Because the new facility was previously used as a medical clinic, it may be possible to upgrade the building to meet the stricter standards, but Johnson will still have to apply for a new license. However, since abortion clinics are considered surgical centers and not medical offices, there has been contentious debate about whether the previous zoning waiver can be applied to Johnson’s business, or whether Johnson should have to apply for a new waiver himself.

“We believe [the original waiver] was conditional,” the Rev. James Henderson told WAAY-TV. “In fact, it states that it was conditional, and that when that use ended, it expired and a new one would have been required. Of course, we know that nobody wants an abortion clinic across from a middle school.”

Henderson told the zoning board they would violate their own bylaws if they applied the waiver to Johnson’s business.

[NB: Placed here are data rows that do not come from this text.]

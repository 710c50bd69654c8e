//! Process host for a silo.
//!
//! Loads configuration, installs logging, wires the configured storage and
//! runs one silo until a shutdown signal arrives or the cluster declares it
//! dead.
//!
//! # Features
//!
//! - `health` (default): serve `GET /health` on `health.address`
//! - `json-logs`: allow `telemetry.json = true`
//! - `rocksdb`: RocksDB backend for the `surrealdb` provider

pub mod bootstrap;
pub mod config;
mod error;
pub mod grains;
#[cfg(feature = "health")]
pub mod health;
pub mod humans;
pub mod logging;

use std::any::Any;
use std::future::Future;
use std::panic::{self, AssertUnwindSafe};

use anyhow::Context;

pub use config::{Args, HostConfig, StorageProvider};
pub use error::HostError;

/// Message logged when the host stops on an error.
pub const TERMINATION_MESSAGE: &str = "silo host terminated unexpectedly";

/// Start a silo from `config` and run it until `shutdown` resolves.
///
/// Returns an error if startup fails or the silo stops on its own.
pub async fn run<F>(config: HostConfig, shutdown: F) -> Result<(), HostError>
where
    F: Future<Output = ()>,
{
    let silo = bootstrap::build(&config).await?.start().await?;

    #[cfg(feature = "health")]
    let health = if config.health.enabled {
        match health::HealthServer::spawn(config.health.address, silo.monitor()).await {
            Ok(server) => Some(server),
            Err(e) => {
                silo.shutdown().await?;
                return Err(e);
            }
        }
    } else {
        None
    };

    let stopped_on_its_own = tokio::select! {
        _ = shutdown => None,
        reason = silo.terminated() => Some(reason),
    };

    #[cfg(feature = "health")]
    if let Some(server) = health {
        server.stop().await;
    }

    match stopped_on_its_own {
        None => {
            tracing::info!("Shutdown requested");
            silo.shutdown().await?;
            Ok(())
        }
        Some(reason) => {
            silo.kill().await;
            Err(reason.into())
        }
    }
}

/// Drive `run` to completion on `runtime`.
///
/// A panic that unwinds out of `run` is returned as an error like any other
/// failure, so the caller's single error handler sees it.
pub fn block_on_guarded<F>(runtime: &tokio::runtime::Runtime, run: F) -> anyhow::Result<()>
where
    F: Future<Output = Result<(), HostError>>,
{
    match panic::catch_unwind(AssertUnwindSafe(|| runtime.block_on(run))) {
        Ok(result) => result.context("Silo stopped with an error"),
        Err(payload) => Err(anyhow::anyhow!("Silo panicked: {}", panic_message(&*payload))),
    }
}

fn panic_message(payload: &(dyn Any + Send)) -> &str {
    payload
        .downcast_ref::<&str>()
        .copied()
        .or_else(|| payload.downcast_ref::<String>().map(String::as_str))
        .unwrap_or("unknown panic")
}

/// Resolve on Ctrl-C, or SIGTERM on unix.
pub async fn shutdown_signal() {
    let ctrl_c = async {
        if let Err(e) = tokio::signal::ctrl_c().await {
            tracing::error!("Failed to listen for Ctrl-C: {}", e);
            std::future::pending::<()>().await;
        }
    };

    #[cfg(unix)]
    let terminate = async {
        match tokio::signal::unix::signal(tokio::signal::unix::SignalKind::terminate()) {
            Ok(mut signal) => {
                signal.recv().await;
            }
            Err(e) => {
                tracing::error!("Failed to listen for SIGTERM: {}", e);
                std::future::pending::<()>().await;
            }
        }
    };

    #[cfg(not(unix))]
    let terminate = std::future::pending::<()>();

    tokio::select! {
        _ = ctrl_c => {},
        _ = terminate => {},
    }
}
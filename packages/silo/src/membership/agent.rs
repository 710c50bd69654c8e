//! Membership agent actor: heartbeats, probes and death votes.

use std::collections::{HashMap, HashSet};
use std::sync::Arc;
use std::time::Duration;

use chrono::Utc;
use ractor::rpc::CallResult;
use ractor::{Actor, ActorProcessingErr, ActorRef};
use silo_core::{MembershipEntry, MembershipView, SiloAddress, SiloEvent, SiloStatus, Suspicion};
use tokio::sync::watch;

use super::{MembershipTable, votes_required};
use crate::error::SiloError;
use crate::messages::{CatalogMessage, MembershipMessage, ReminderMessage};
use crate::runtime::SiloRuntime;

/// Arguments for the membership agent.
pub(crate) struct MembershipArgs {
    pub runtime: Arc<SiloRuntime>,
    pub table: Arc<dyn MembershipTable>,
    pub view_tx: watch::Sender<MembershipView>,
    /// Set to `true` when the cluster declares this silo dead.
    pub declared_dead: watch::Sender<bool>,
}

/// State for the membership agent.
pub(crate) struct MembershipState {
    runtime: Arc<SiloRuntime>,
    table: Arc<dyn MembershipTable>,
    view_tx: watch::Sender<MembershipView>,
    declared_dead: watch::Sender<bool>,
    /// Status this silo last wrote for itself.
    status: SiloStatus,
    /// Consecutive failed probes per peer.
    missed_probes: HashMap<SiloAddress, u32>,
    /// Dead silos whose directory entries were already dropped.
    cleaned: HashSet<SiloAddress>,
}

impl MembershipState {
    fn silo(&self) -> &SiloAddress {
        &self.runtime.silo
    }

    fn silo_name(&self) -> String {
        self.runtime
            .config
            .endpoint
            .silo_name
            .clone()
            .unwrap_or_else(|| self.silo().endpoint())
    }

    async fn join(&mut self) -> Result<(), SiloError> {
        let mut entry = MembershipEntry::new(self.silo().clone(), self.silo_name());
        entry.status = SiloStatus::Joining;
        self.table.upsert_entry(&entry).await?;
        self.change_status(SiloStatus::Joining).await;

        self.table.set_status(self.silo(), SiloStatus::Active).await?;
        self.change_status(SiloStatus::Active).await;
        self.refresh_view().await?;

        tracing::info!("Silo {} joined cluster {}", self.silo(), self.runtime.config.cluster.cluster_id);
        Ok(())
    }

    async fn change_status(&mut self, status: SiloStatus) {
        let old_status = std::mem::replace(&mut self.status, status);
        self.runtime.emit(SiloEvent::SiloStatusChanged {
            silo: self.silo().clone(),
            old_status,
            new_status: status,
            timestamp: Utc::now(),
        });
    }

    /// Re-read the table, publish the view and drop entries of dead silos.
    async fn refresh_view(&mut self) -> Result<MembershipView, SiloError> {
        let view = self.table.read_all().await?;

        for dead in view.dead_silos() {
            if &dead != self.silo() && self.cleaned.insert(dead.clone()) {
                self.drop_silo(&dead).await;
            }
        }

        let previous = self.view_tx.send_replace(view.clone());
        if previous.version != view.version
            && let Some(endpoint) = self.runtime.fabric.get(self.silo())
        {
            // Reminder ownership follows the set of active silos
            let _ = endpoint.reminders.send_message(ReminderMessage::Refresh);
        }
        Ok(view)
    }

    async fn drop_silo(&mut self, silo: &SiloAddress) {
        self.missed_probes.remove(silo);
        self.runtime.cache.invalidate_silo(silo);
        match self.runtime.directory.unregister_silo(silo).await {
            Ok(removed) => {
                tracing::info!("Dropped {} directory entries of dead silo {}", removed, silo)
            }
            Err(e) => tracing::warn!("Failed to drop directory entries of {}: {}", silo, e),
        }
    }

    /// Check if the table says this silo is dead without us having left.
    fn is_declared_dead(&self, view: &MembershipView) -> bool {
        self.status != SiloStatus::Dead && view.status_of(self.silo()) == Some(SiloStatus::Dead)
    }

    async fn heartbeat(&mut self) -> Result<bool, SiloError> {
        self.table.update_i_am_alive(self.silo(), Utc::now()).await?;
        let view = self.refresh_view().await?;

        let cleanup = self.runtime.config.membership.defunct_silo_cleanup;
        if let Ok(cleanup) = chrono::Duration::from_std(cleanup) {
            self.table.clean_dead(Utc::now() - cleanup).await?;
        }

        Ok(self.is_declared_dead(&view))
    }

    async fn ping(&self, peer: &SiloAddress, timeout: Duration) -> bool {
        let Some(endpoint) = self.runtime.fabric.get(peer) else {
            return false;
        };
        matches!(
            ractor::rpc::call(&endpoint.catalog, |reply| CatalogMessage::Ping { reply }, Some(timeout))
                .await,
            Ok(CallResult::Success(ref answered)) if answered == peer
        )
    }

    async fn probe(&mut self) -> Result<(), SiloError> {
        let options = self.runtime.config.membership.clone();
        let expiration = chrono::Duration::from_std(options.death_vote_expiration)
            .unwrap_or(chrono::Duration::MAX);
        let view = self.runtime.view();
        let active = view.active_silos().len();

        for peer in view.entries.iter().filter(|e| e.status.is_active()) {
            if &peer.silo == self.silo() {
                continue;
            }

            let missed = if self.ping(&peer.silo, options.probe_timeout).await {
                self.missed_probes.remove(&peer.silo);
                0
            } else {
                let missed = self.missed_probes.entry(peer.silo.clone()).or_insert(0);
                *missed += 1;
                tracing::debug!("Probe of {} failed ({} in a row)", peer.silo, missed);
                *missed
            };

            let stale = peer.is_stale(Utc::now(), expiration);
            if missed >= options.num_missed_probes_limit || stale {
                self.suspect(&peer.silo, active, expiration).await?;
            }
        }
        Ok(())
    }

    async fn suspect(
        &mut self,
        peer: &SiloAddress,
        active: usize,
        expiration: chrono::Duration,
    ) -> Result<(), SiloError> {
        let now = Utc::now();
        let suspicion = Suspicion {
            by: self.silo().clone(),
            at: now,
        };
        let entry = self.table.add_suspicion(peer, &suspicion).await?;
        if entry.status == SiloStatus::Dead {
            return Ok(());
        }

        let votes = entry.fresh_suspecters(now, expiration).len();
        let required = votes_required(self.runtime.config.membership.num_votes_for_death, active);
        tracing::warn!("Suspecting {} ({}/{} votes)", peer, votes, required);
        if votes < required {
            return Ok(());
        }

        self.table.set_status(peer, SiloStatus::Dead).await?;
        tracing::warn!("Declared silo {} dead", peer);
        self.runtime.emit(SiloEvent::SiloDeclaredDead {
            silo: peer.clone(),
            by: self.silo().clone(),
            timestamp: now,
        });
        self.runtime.emit(SiloEvent::SiloStatusChanged {
            silo: peer.clone(),
            old_status: entry.status,
            new_status: SiloStatus::Dead,
            timestamp: now,
        });
        self.refresh_view().await?;
        Ok(())
    }

    /// Stop serving after the cluster voted this silo dead.
    fn stop_declared_dead(&mut self, myself: &ActorRef<MembershipMessage>) {
        tracing::error!("Silo {} was declared dead by the cluster", self.silo());
        self.status = SiloStatus::Dead;
        self.runtime.emit(SiloEvent::SiloStatusChanged {
            silo: self.silo().clone(),
            old_status: SiloStatus::Active,
            new_status: SiloStatus::Dead,
            timestamp: Utc::now(),
        });

        if let Some(endpoint) = self.runtime.fabric.get(self.silo()) {
            self.runtime.fabric.unregister(self.silo());
            endpoint.reminders.stop(Some("declared dead".to_string()));
            endpoint.catalog.stop(Some("declared dead".to_string()));
        }
        self.declared_dead.send_replace(true);
        myself.stop(Some("declared dead".to_string()));
    }
}

fn spawn_ticker(myself: ActorRef<MembershipMessage>, period: Duration, message: fn() -> MembershipMessage) {
    tokio::spawn(async move {
        let mut interval = tokio::time::interval(period);
        interval.tick().await;
        loop {
            interval.tick().await;
            if myself.send_message(message()).is_err() {
                break;
            }
        }
    });
}

/// The membership agent.
pub(crate) struct MembershipAgent;

impl Actor for MembershipAgent {
    type Msg = MembershipMessage;
    type State = MembershipState;
    type Arguments = MembershipArgs;

    async fn pre_start(
        &self,
        myself: ActorRef<Self::Msg>,
        args: Self::Arguments,
    ) -> Result<Self::State, ActorProcessingErr> {
        let options = &args.runtime.config.membership;
        spawn_ticker(myself.clone(), options.i_am_alive_period, || MembershipMessage::Heartbeat);
        spawn_ticker(myself, options.probe_period, || MembershipMessage::Probe);

        Ok(MembershipState {
            runtime: args.runtime,
            table: args.table,
            view_tx: args.view_tx,
            declared_dead: args.declared_dead,
            status: SiloStatus::Created,
            missed_probes: HashMap::new(),
            cleaned: HashSet::new(),
        })
    }

    async fn handle(
        &self,
        myself: ActorRef<Self::Msg>,
        message: Self::Msg,
        state: &mut Self::State,
    ) -> Result<(), ActorProcessingErr> {
        match message {
            MembershipMessage::Join { reply } => {
                let _ = reply.send(state.join().await);
            }

            MembershipMessage::Heartbeat => {
                if !state.status.is_active() {
                    return Ok(());
                }
                match state.heartbeat().await {
                    Ok(true) => state.stop_declared_dead(&myself),
                    Ok(false) => {}
                    Err(e) => tracing::warn!("Heartbeat of {} failed: {}", state.silo(), e),
                }
            }

            MembershipMessage::Probe => {
                if !state.status.is_active() {
                    return Ok(());
                }
                if let Err(e) = state.probe().await {
                    tracing::warn!("Probing from {} failed: {}", state.silo(), e);
                }
            }

            MembershipMessage::SetStatus { status, reply } => {
                let result = match state.table.set_status(state.silo(), status).await {
                    Ok(_) => {
                        state.change_status(status).await;
                        state.refresh_view().await.map(|_| ())
                    }
                    Err(e) => Err(e),
                };
                let _ = reply.send(result);
            }
        }

        Ok(())
    }
}
//! Grain types hosted by the binary.

use std::sync::Arc;

use serde::{Deserialize, Serialize};
use serde_json::{Value, json};
use silo::{DEFAULT_STORAGE_PROVIDER, Grain, GrainContext, GrainError, PersistentState, SiloBuilder};
use silo_core::{Human, HumanInput, HumanRepository};

/// Register every hosted grain type on `builder`.
pub fn register<R>(builder: SiloBuilder, humans: Arc<R>) -> SiloBuilder
where
    R: HumanRepository + 'static,
{
    builder
        .with_default_grain::<CounterGrain>()
        .with_grain(move |_| HumanGrain {
            repository: humans.clone(),
        })
}

#[derive(Debug, Default, Clone, Serialize, Deserialize)]
pub struct CounterState {
    pub value: i64,
}

/// Durable counter: `add`, `get` and `reset`.
#[derive(Default)]
pub struct CounterGrain {
    state: Option<PersistentState<CounterState>>,
}

impl CounterGrain {
    fn state(&mut self) -> Result<&mut PersistentState<CounterState>, GrainError> {
        self.state
            .as_mut()
            .ok_or_else(|| GrainError::application("counter state not loaded"))
    }
}

impl Grain for CounterGrain {
    fn grain_type() -> &'static str {
        "counter"
    }

    async fn on_activate(&mut self, ctx: &mut GrainContext) -> Result<(), GrainError> {
        self.state = Some(ctx.state(DEFAULT_STORAGE_PROVIDER).await?);
        Ok(())
    }

    async fn invoke(
        &mut self,
        ctx: &mut GrainContext,
        method: &str,
        payload: Value,
    ) -> Result<Value, GrainError> {
        let state = self.state()?;
        match method {
            "add" => {
                let by = payload.as_i64().unwrap_or(1);
                state.value = state.value.saturating_add(by);
                state.write().await?;
                Ok(json!(state.value))
            }
            "get" => Ok(json!(state.value)),
            "reset" => {
                state.clear().await?;
                Ok(json!(0))
            }
            other => Err(GrainError::unknown_method(ctx.id(), other)),
        }
    }
}

/// Front for a [`HumanRepository`], keyed by tenant.
pub struct HumanGrain<R> {
    repository: Arc<R>,
}

impl<R> HumanGrain<R>
where
    R: HumanRepository,
{
    async fn friends(&self, id: String) -> Result<Value, GrainError> {
        let found: Vec<Human> = self
            .repository
            .get_humans(&[id.clone()])
            .await
            .map_err(repository_error)?;
        let human = found
            .into_iter()
            .next()
            .ok_or_else(|| GrainError::InvalidArgument(format!("no human with id {id}")))?;
        let friends = self
            .repository
            .get_friends(&human)
            .await
            .map_err(repository_error)?;
        Ok(serde_json::to_value(friends)?)
    }
}

impl<R> Grain for HumanGrain<R>
where
    R: HumanRepository + 'static,
{
    fn grain_type() -> &'static str {
        "human"
    }

    async fn invoke(
        &mut self,
        ctx: &mut GrainContext,
        method: &str,
        payload: Value,
    ) -> Result<Value, GrainError> {
        match method {
            "create" => {
                let input: HumanInput = serde_json::from_value(payload)?;
                let human = self
                    .repository
                    .create_human(input)
                    .await
                    .map_err(repository_error)?;
                Ok(serde_json::to_value(human)?)
            }
            "get" => {
                let ids: Vec<String> = serde_json::from_value(payload)?;
                let humans = self
                    .repository
                    .get_humans(&ids)
                    .await
                    .map_err(repository_error)?;
                Ok(serde_json::to_value(humans)?)
            }
            "friends" => {
                let id: String = serde_json::from_value(payload)?;
                self.friends(id).await
            }
            other => Err(GrainError::unknown_method(ctx.id(), other)),
        }
    }
}

fn repository_error(error: impl std::error::Error) -> GrainError {
    GrainError::Storage(error.to_string())
}
//! Event types for real-time observation of a silo.

use chrono::{DateTime, Utc};
use serde::{Deserialize, Serialize};

use crate::{DeactivationReason, GrainAddress, GrainId, SiloAddress, SiloStatus, StreamId};

/// Events emitted by a silo for real-time observation.
#[derive(Debug, Clone, Serialize, Deserialize)]
#[serde(tag = "event", rename_all = "snake_case")]
pub enum SiloEvent {
    // Membership events
    /// A silo's status changed in the membership table.
    SiloStatusChanged {
        silo: SiloAddress,
        old_status: SiloStatus,
        new_status: SiloStatus,
        timestamp: DateTime<Utc>,
    },
    /// A peer was voted dead.
    SiloDeclaredDead {
        silo: SiloAddress,
        by: SiloAddress,
        timestamp: DateTime<Utc>,
    },

    // Activation events
    /// A grain was activated on this silo.
    GrainActivated {
        address: GrainAddress,
        timestamp: DateTime<Utc>,
    },
    /// A grain left memory.
    GrainDeactivated {
        address: GrainAddress,
        reason: DeactivationReason,
        timestamp: DateTime<Utc>,
    },
    /// `on_activate` failed for a grain.
    ActivationFailed {
        grain: GrainId,
        error: String,
        timestamp: DateTime<Utc>,
    },

    // Reminder and stream events
    /// A reminder tick was delivered.
    ReminderFired {
        grain: GrainId,
        name: String,
        timestamp: DateTime<Utc>,
    },
    /// An item was published to a stream.
    StreamItemPublished {
        stream: StreamId,
        sequence: u64,
        subscribers: usize,
        timestamp: DateTime<Utc>,
    },
}

impl SiloEvent {
    /// Get the timestamp of the event.
    pub fn timestamp(&self) -> DateTime<Utc> {
        match self {
            SiloEvent::SiloStatusChanged { timestamp, .. } => *timestamp,
            SiloEvent::SiloDeclaredDead { timestamp, .. } => *timestamp,
            SiloEvent::GrainActivated { timestamp, .. } => *timestamp,
            SiloEvent::GrainDeactivated { timestamp, .. } => *timestamp,
            SiloEvent::ActivationFailed { timestamp, .. } => *timestamp,
            SiloEvent::ReminderFired { timestamp, .. } => *timestamp,
            SiloEvent::StreamItemPublished { timestamp, .. } => *timestamp,
        }
    }

    /// Get the grain associated with this event, if any.
    pub fn grain(&self) -> Option<&GrainId> {
        match self {
            SiloEvent::GrainActivated { address, .. } => Some(&address.grain),
            SiloEvent::GrainDeactivated { address, .. } => Some(&address.grain),
            SiloEvent::ActivationFailed { grain, .. } => Some(grain),
            SiloEvent::ReminderFired { grain, .. } => Some(grain),
            _ => None,
        }
    }

    /// Get a short description of this event for logging.
    pub fn description(&self) -> String {
        match self {
            SiloEvent::SiloStatusChanged {
                silo, new_status, ..
            } => format!("Silo {} -> {}", silo, new_status),
            SiloEvent::SiloDeclaredDead { silo, by, .. } => {
                format!("Silo {} declared dead by {}", silo, by)
            }
            SiloEvent::GrainActivated { address, .. } => {
                format!("Grain {} activated on {}", address.grain, address.silo)
            }
            SiloEvent::GrainDeactivated {
                address, reason, ..
            } => format!("Grain {} deactivated: {}", address.grain, reason),
            SiloEvent::ActivationFailed { grain, error, .. } => {
                format!("Grain {} failed to activate: {}", grain, error)
            }
            SiloEvent::ReminderFired { grain, name, .. } => {
                format!("Reminder {} fired for {}", name, grain)
            }
            SiloEvent::StreamItemPublished {
                stream,
                sequence,
                subscribers,
                ..
            } => format!(
                "Stream {} item #{} to {} subscribers",
                stream, sequence, subscribers
            ),
        }
    }
}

“I think you have to consider the intent of the individual who said this was going to be an outreach to the community, a real positive thing,” said Henderson. “There was no discussion [by the zoning board in 1998] of an abortion clinic. It's clearly stated here in the minutes that it's approved 'for this use only.'”

Henderson, who chairs the Alabama Christian Coalition, has led the fight to block the facility from relocating since Manager of Planning Services Jim McGuffey first approved the building permit in June. Now that his appeal has been denied by the zoning council, Henderson has vowed to sue the city with the help of attorneys at Life Legal Defense Foundation.